The provisions of statutes already given being in force, and the Commissioner of Internal Revenue having issued the regulations just quoted, the plaintiffs, on the 1st of August, 1870, intending to engage in the business of distilling alcohol from grain, gave notice to the assessor, as required in the sixth section of the act of July 20th, 1868, above quoted, that they would ferment each tub of mash, or beer, used by them in the manufacture of alcohol, for the period of seventy-two hours. When, however, afterwards the assessor and his skilled assistant estimated and determined the producing capacity of the distillery, pursuant to the directions of the tenth section of the act, the capacity was determined by assuming the period of fermentation to be forty-eight hours; this assumption being made, of course, in accordance with the above-quoted regulations prescribed by the Commissioner of Internal Revenue. The tax was assessed and collected according to the survey thus made.

The court below gave judgment for the collector, and the plaintiff brought the case here.

Mr. W. B. Scales, for the plaintiff in error:

The commissioner, by his regulations, not only treats the sixth section of the act of 1868, and the notice which it requires to be given, as a nullity, but claims the right to fix upon any fermenting period which he thinks proper.

The object of the legislature in taxing distilled liquors was to raise revenue on them, not to cripple or destroy distillers; neither was it to compel them to carry on their business in a manner to produce the largest amount of taxable products without regard to facts or to the reasonable interests of the distillers.

That the notice in section six was intended to give the distiller the right to contract and fix his own period of fermentation is shown, not only by the language of the act, but by the debates upon it while under consideration in the committee of the whole.

The Congressional Globe [2] of the time shows that when the act was before Congress, Mr.

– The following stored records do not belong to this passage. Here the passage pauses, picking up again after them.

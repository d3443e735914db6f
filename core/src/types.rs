//! Identifier newtypes shared across the workspace.
//!
//! All identifiers are database-assigned `BIGSERIAL` values, so they wrap an
//! `i64` and serialize transparently as plain JSON numbers.

use serde::{Deserialize, Serialize};
use std::fmt;

/// Unique identifier for a bookable time slot
#[derive(Clone, Copy, Debug, PartialEq, Eq, PartialOrd, Ord, Hash, Serialize, Deserialize)]
#[serde(transparent)]
pub struct SlotId(i64);

impl SlotId {
    /// Wrap a raw database id
    #[must_use]
    pub const fn new(id: i64) -> Self {
        Self(id)
    }

    /// Get the raw database id
    #[must_use]
    pub const fn get(self) -> i64 {
        self.0
    }
}

impl fmt::Display for SlotId {
    fn fmt(&self, f: &mut fmt::Formatter<'_>) -> fmt::Result {
        write!(f, "{}", self.0)
    }
}

/// Unique identifier for an event category
#[derive(Clone, Copy, Debug, PartialEq, Eq, PartialOrd, Ord, Hash, Serialize, Deserialize)]
#[serde(transparent)]
pub struct CategoryId(i64);

impl CategoryId {
    /// Wrap a raw database id
    #[must_use]
    pub const fn new(id: i64) -> Self {
        Self(id)
    }

    /// Get the raw database id
    #[must_use]
    pub const fn get(self) -> i64 {
        self.0
    }
}

impl fmt::Display for CategoryId {
    fn fmt(&self, f: &mut fmt::Formatter<'_>) -> fmt::Result {
        write!(f, "{}", self.0)
    }
}

/// Unique identifier for a user account
#[derive(Clone, Copy, Debug, PartialEq, Eq, PartialOrd, Ord, Hash, Serialize, Deserialize)]
#[serde(transparent)]
pub struct UserId(i64);

impl UserId {
    /// Wrap a raw database id
    #[must_use]
    pub const fn new(id: i64) -> Self {
        Self(id)
    }

    /// Get the raw database id
    #[must_use]
    pub const fn get(self) -> i64 {
        self.0
    }
}

impl fmt::Display for UserId {
    fn fmt(&self, f: &mut fmt::Formatter<'_>) -> fmt::Result {
        write!(f, "{}", self.0)
    }
}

Beck, a member, moved to strike out the word 'will,' in section six, [3] and insert in lieu the words, 'usually takes to,' so that the passage would read—

'The number of hours in which the distiller usually takes to ferment each tub of mash or beer.'

'It is impossible to tell how long it will take to ferment. I know it varies in my district, from three days and a half to five days; depending upon the weather and other causes. You should not punish a man who cannot help himself. He should not be held responsible for the failure to ferment within the time when the weather or a thousand other circumstances may prevent the fermentation.

'MR. SCHENCK. When I first read the form of expression contained in other legislation it struck me somewhat in the same way. We called a council of distillers on the subject and found that this was just the language they used. They have twenty-four hour, forty-eight hour, and seventy-two hour beer. Although there may be a little difference occasioned by the temperature, they classify their beer in that way, and every distiller will tell, in regard to a particular kind of beer, what time he wants for his mode of distillation, so that the bill is, in fact, drawn in conformity with the notions of the distillers themselves. The amendment would make it very vague even as to the rules of the distillers themselves.

'MR. BECK. They should not be punished for failing to do what is inevitable. The time varies in extreme cold or in extreme warm weather. A thunderstorm will so affect it that it will not ferment in a very long time. If the committee, however, think that the word 'will' leaves margin enough I will not press the amendment.

'MR. ALLISON. I think it does.

'MR. SCHENCK. Permit me to say that our object is to charge upon the capacity, among other things and if we leave an uncertainty about this we run the risk of not getting the capacity taxed. The distillers themselves have their rule on the subject, and whatever time it takes to ferment they designate their beer accordingly, as twenty-four, forty-eight, or seventy-two hour beer.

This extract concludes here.